The Collaboration Process
• Auditioning (Finding the Vocalist) – There are five basic methods by which a primary vocalist is determined: (a) Listening to demos/snippets of the vocalist singing, (b) filtering out a smaller subset of vocalists based on various criteria including singing style, genre, etc., (c) choosing a vocalist that ‘sounds like’ another vocalist (the later often is well known), (d) choosing a vocalist previously collaborated with, (e) asking vocalists to sing part or all of the song being recorded.
• Learning The Song – (a) Many vocalists have no formal music training nor interest in learning the basic concepts or the theory. They learn a song by hearing it played with a melody sung by some one else or perhaps by an instrument. (b) Other vocalists ask for lyric sheets which contain merely the lyrics and possibly chords on top of the lyrics. (c) some vocalists learn songs with ‘lead sheets’ (which contain melody, chords, and lyrics) or other codified sheet music.
• The Sweet Spot – Once a song is learnt and ready to sing, there must be an agreement on where the vocalists ‘sweet spot’ is located. That way, it can be determined whether the key of the song needs adjusting so that the vocalist can be most effective at the ‘highlights of the song’. Adjusting the key the vocalist sings could impact the accompanying music track and may necessitate the music track be re-recorded.

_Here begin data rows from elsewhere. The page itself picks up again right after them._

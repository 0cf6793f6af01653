//! Encoded route types.

use srcroute_p4rt::{AppendTags, TableEntry};
use srcroute_types::Ipv4Prefix;
use std::fmt;

/// A hop list packed into 16-bit lanes.
///
/// `data` is the big-endian byte string of `Σ lane_i << (16 * i)`, always
/// exactly two bytes per hop. Lane 0 (the first hop) sits in the last two
/// bytes.
#[derive(Debug, Clone, PartialEq, Eq, Hash)]
pub struct EncodedRoute {
    action: AppendTags,
    data: Vec<u8>,
}

impl EncodedRoute {
    pub(crate) fn new(action: AppendTags, data: Vec<u8>) -> Self {
        debug_assert_eq!(data.len(), action.byte_width());
        Self { action, data }
    }

    /// The `append_N_tags` action this route must be installed with.
    pub fn action(&self) -> AppendTags {
        self.action
    }

    pub fn hop_count(&self) -> usize {
        self.action.hop_count()
    }

    /// Width of the action parameter in bits (`16 * hop_count`).
    pub fn bitwidth(&self) -> u32 {
        self.action.bitwidth()
    }

    pub fn as_bytes(&self) -> &[u8] {
        &self.data
    }

    /// Returns the raw 16-bit lane of hop `index`.
    pub fn lane(&self, index: usize) -> Option<u16> {
        if index >= self.hop_count() {
            return None;
        }
        let end = self.data.len() - 2 * index;
        Some(u16::from_be_bytes([self.data[end - 2], self.data[end - 1]]))
    }

    /// The route as an integer, when it fits in 128 bits (up to 8 hops).
    pub fn to_u128(&self) -> Option<u128> {
        if self.data.len() > 16 {
            return None;
        }
        Some(
            self.data
                .iter()
                .fold(0u128, |acc, byte| (acc << 8) | u128::from(*byte)),
        )
    }

    /// Builds the forwarding entry that pushes this route for `destination`.
    pub fn into_entry(self, destination: Ipv4Prefix) -> TableEntry {
        TableEntry::forward(destination, self.action, self.data)
    }
}

impl fmt::Display for EncodedRoute {
    fn fmt(&self, f: &mut fmt::Formatter<'_>) -> fmt::Result {
        f.write_str("0x")?;
        for byte in &self.data {
            write!(f, "{:02x}", byte)?;
        }
        Ok(())
    }
}

/// One hop recovered from `route_data`.
#[derive(Debug, Clone, Copy, PartialEq, Eq, Hash)]
pub struct DecodedHop {
    pub port: u16,
    /// Bottom-of-stack flag; set on the final hop only.
    pub is_last: bool,
}

impl fmt::Display for DecodedHop {
    fn fmt(&self, f: &mut fmt::Formatter<'_>) -> fmt::Result {
        if self.is_last {
            write!(f, "{}(bos)", self.port)
        } else {
            write!(f, "{}", self.port)
        }
    }
}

• Octaving – Sometimes the melody of the written song is way too low or high for the vocalist necessitating singing the whole melody an octave higher/lower. Or perhaps, only parts of the song are out of range or at the ‘edges’ of the vocalist necessitating moving up or down an octave. However, if there is too much movement/too many jumps, then it may be more effective to change the key to place the melody in the middle of the vocalist’s range.
• Singing Style – Choosing a vocalist in the real world comes with a primary singing style. If that does not match the criteria for the choice, there could be a certain amount of leeway for the vocalist. At some point, if the style does not match the criteria another vocalist needs to be chosen.

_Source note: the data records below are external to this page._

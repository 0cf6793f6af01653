//! Lane packing for source routes.
//!
//! Each hop occupies one 16-bit lane: bit 15 is the bottom-of-stack flag
//! (set only on the last hop) and bits 0..15 carry the output port. Lane `i`
//! is shifted left by `16 * i`, so the first hop lands in the least
//! significant lane and is the first tag the switch pops.
//!
//! ```text
//! ports [1, 2]
//!   lane0 = (0 << 15) | 1 = 0x0001
//!   lane1 = (1 << 15) | 2 = 0x8002
//!   route_data = 0x8002_0001 (32 bits, append_2_tags)
//! ```

use srcroute_p4rt::{AppendTags, TableAction, TableEntry, MAX_HOPS, MIN_HOPS};

use super::orch::RouteError;
use super::types::{DecodedHop, EncodedRoute};

/// Bottom-of-stack flag within a lane.
pub const BOS_BIT: u16 = 0x8000;

/// Largest port that fits beside the bottom-of-stack flag.
pub const MAX_PORT: u16 = 0x7fff;

/// Packs `ports` into route data.
///
/// # Errors
///
/// - [`RouteError::InvalidHopCount`] unless `2 <= ports.len() <= 9`
/// - [`RouteError::PortOutOfRange`] if a port would spill into the flag bit
pub fn encode(ports: &[u32]) -> Result<EncodedRoute, RouteError> {
    let action = AppendTags::for_hop_count(ports.len())
        .ok_or(RouteError::InvalidHopCount(ports.len()))?;

    let last = ports.len() - 1;
    let mut data = vec![0u8; action.byte_width()];

    for (index, &port) in ports.iter().enumerate() {
        let port = u16::try_from(port)
            .ok()
            .filter(|p| *p <= MAX_PORT)
            .ok_or(RouteError::PortOutOfRange { index, port })?;

        let lane = if index == last { BOS_BIT | port } else { port };
        let end = data.len() - 2 * index;
        data[end - 2..end].copy_from_slice(&lane.to_be_bytes());
    }

    Ok(EncodedRoute::new(action, data))
}

/// Unpacks an encoded route back into its hops.
pub fn decode(route: &EncodedRoute) -> Vec<DecodedHop> {
    // An EncodedRoute always carries exactly hop_count lanes.
    decode_bytes(route.as_bytes(), route.hop_count()).unwrap_or_default()
}

/// Unpacks `hop_count` lanes from the low end of `data`.
///
/// Returns `None` when `data` is too short to hold that many lanes or when
/// `hop_count` is outside `2..=9`.
pub fn decode_bytes(data: &[u8], hop_count: usize) -> Option<Vec<DecodedHop>> {
    if !(MIN_HOPS..=MAX_HOPS).contains(&hop_count) || data.len() < 2 * hop_count {
        return None;
    }

    let hops = (0..hop_count)
        .map(|index| {
            let end = data.len() - 2 * index;
            let lane = u16::from_be_bytes([data[end - 2], data[end - 1]]);
            DecodedHop {
                port: lane & MAX_PORT,
                is_last: lane & BOS_BIT != 0,
            }
        })
        .collect();
    Some(hops)
}

/// Recovers the hop list from a forwarding entry read back from a switch.
///
/// Returns `None` for entries that do not push a tag stack.
pub fn decode_entry(entry: &TableEntry) -> Option<Vec<DecodedHop>> {
    match &entry.action {
        TableAction::AppendTags { action, route_data } => {
            decode_bytes(route_data, action.hop_count())
        }
        TableAction::Drop => None,
    }
}

#[cfg(test)]
mod tests {
    use super::*;
    use pretty_assertions::assert_eq;

    fn ports(hops: &[DecodedHop]) -> Vec<u16> {
        hops.iter().map(|h| h.port).collect()
    }

    #[test]
    fn test_encode_two_hops() {
        let route = encode(&[1, 2]).unwrap();

        assert_eq!(route.action(), AppendTags::Append2);
        assert_eq!(route.bitwidth(), 32);
        assert_eq!(route.as_bytes(), &[0x80, 0x02, 0x00, 0x01]);
        assert_eq!(route.to_u128(), Some(2_147_614_721));
        assert_eq!(route.to_string(), "0x80020001");
    }

    #[test]
    fn test_encode_three_hops() {
        let route = encode(&[7, 3, 9]).unwrap();

        assert_eq!(route.action(), AppendTags::Append3);
        assert_eq!(route.bitwidth(), 48);
        assert_eq!(route.as_bytes(), &[0x80, 0x09, 0x00, 0x03, 0x00, 0x07]);
        assert_eq!(route.lane(0), Some(0x0007));
        assert_eq!(route.lane(1), Some(0x0003));
        assert_eq!(route.lane(2), Some(0x8009));
        assert_eq!(route.lane(3), None);
    }

    #[test]
    fn test_encode_nine_hops_exceeds_u128() {
        let route = encode(&[1, 2, 3, 4, 5, 6, 7, 8, 9]).unwrap();

        assert_eq!(route.action(), AppendTags::Append9);
        assert_eq!(route.bitwidth(), 144);
        assert_eq!(route.as_bytes().len(), 18);
        assert_eq!(route.to_u128(), None);
        // Final hop flagged, first hop in the lowest lane.
        assert_eq!(&route.as_bytes()[..2], &[0x80, 0x09]);
        assert_eq!(&route.as_bytes()[16..], &[0x00, 0x01]);
    }

    #[test]
    fn test_encode_rejects_hop_counts() {
        assert!(matches!(encode(&[]), Err(RouteError::InvalidHopCount(0))));
        assert!(matches!(encode(&[5]), Err(RouteError::InvalidHopCount(1))));
        assert!(matches!(
            encode(&[1; 10]),
            Err(RouteError::InvalidHopCount(10))
        ));
    }

    #[test]
    fn test_encode_rejects_port_in_flag_bit() {
        assert!(encode(&[1, 32767]).is_ok());
        assert!(matches!(
            encode(&[1, 32768]),
            Err(RouteError::PortOutOfRange {
                index: 1,
                port: 32768
            })
        ));
        assert!(matches!(
            encode(&[70000, 1]),
            Err(RouteError::PortOutOfRange {
                index: 0,
                port: 70000
            })
        ));
    }

    #[test]
    fn test_zero_port_is_valid() {
        let route = encode(&[0, 0]).unwrap();
        assert_eq!(route.as_bytes(), &[0x80, 0x00, 0x00, 0x00]);
    }

    #[test]
    fn test_decode_recovers_order_and_flag() {
        let route = encode(&[4, 1, 3, 2]).unwrap();
        let hops = decode(&route);

        assert_eq!(ports(&hops), vec![4, 1, 3, 2]);
        let flags: Vec<bool> = hops.iter().map(|h| h.is_last).collect();
        assert_eq!(flags, vec![false, false, false, true]);
    }

    #[test]
    fn test_round_trip_every_hop_count() {
        const EDGES: [u32; 4] = [0, 1, 32766, 32767];

        for hops in 2..=9 {
            let mut cases: Vec<Vec<u32>> = EDGES.iter().map(|&p| vec![p; hops]).collect();
            cases.push((0..hops).map(|i| EDGES[i % EDGES.len()]).collect());
            cases.push((0..hops).map(|i| EDGES[(i + 3) % EDGES.len()]).collect());

            for input in cases {
                let route = encode(&input).unwrap();
                assert_eq!(route.hop_count(), hops);
                assert_eq!(route.bitwidth(), 16 * hops as u32);

                let decoded = decode(&route);
                let expected: Vec<u16> = input.iter().map(|&p| p as u16).collect();
                assert_eq!(ports(&decoded), expected, "{input:?}");

                let flags: Vec<bool> = decoded.iter().map(|h| h.is_last).collect();
                let mut last_only = vec![false; hops];
                last_only[hops - 1] = true;
                assert_eq!(flags, last_only, "{input:?}");
            }
        }
    }

    #[test]
    fn test_decode_bytes_bounds() {
        assert_eq!(decode_bytes(&[0x80, 0x02], 2), None);
        assert_eq!(decode_bytes(&[0x80, 0x02, 0x00, 0x01], 1), None);

        // Extra high-order bytes are ignored.
        let hops = decode_bytes(&[0xff, 0x80, 0x02, 0x00, 0x01], 2).unwrap();
        assert_eq!(ports(&hops), vec![1, 2]);
    }

    #[test]
    fn test_decode_entry() {
        let prefix = "10.0.0.2/32".parse().unwrap();
        let entry = encode(&[7, 3, 9]).unwrap().into_entry(prefix);
        let hops = decode_entry(&entry).unwrap();
        assert_eq!(ports(&hops), vec![7, 3, 9]);

        assert_eq!(decode_entry(&TableEntry::default_drop()), None);
    }
}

• Tempo – The vocalist may prefer a particular tempo as they are better singing at certain tempos.
• Articulation – Singers have a primary accent and many can sing in different accents. The singing accent will impact the pronunciation of certain words. For example, the words “hand’ or “potato.”
• Syncing – If the instrument track was created digitally, then the vocalist merely sings at a constant tempo. However, analog tracks (not recorded with click track) especially live performances could vary slightly in tempo in various spots. A quality vocalist can find a way to start and stop at the beginning of phrases so that the resulting vocal track does not have to have certain parts shifted/sync’d.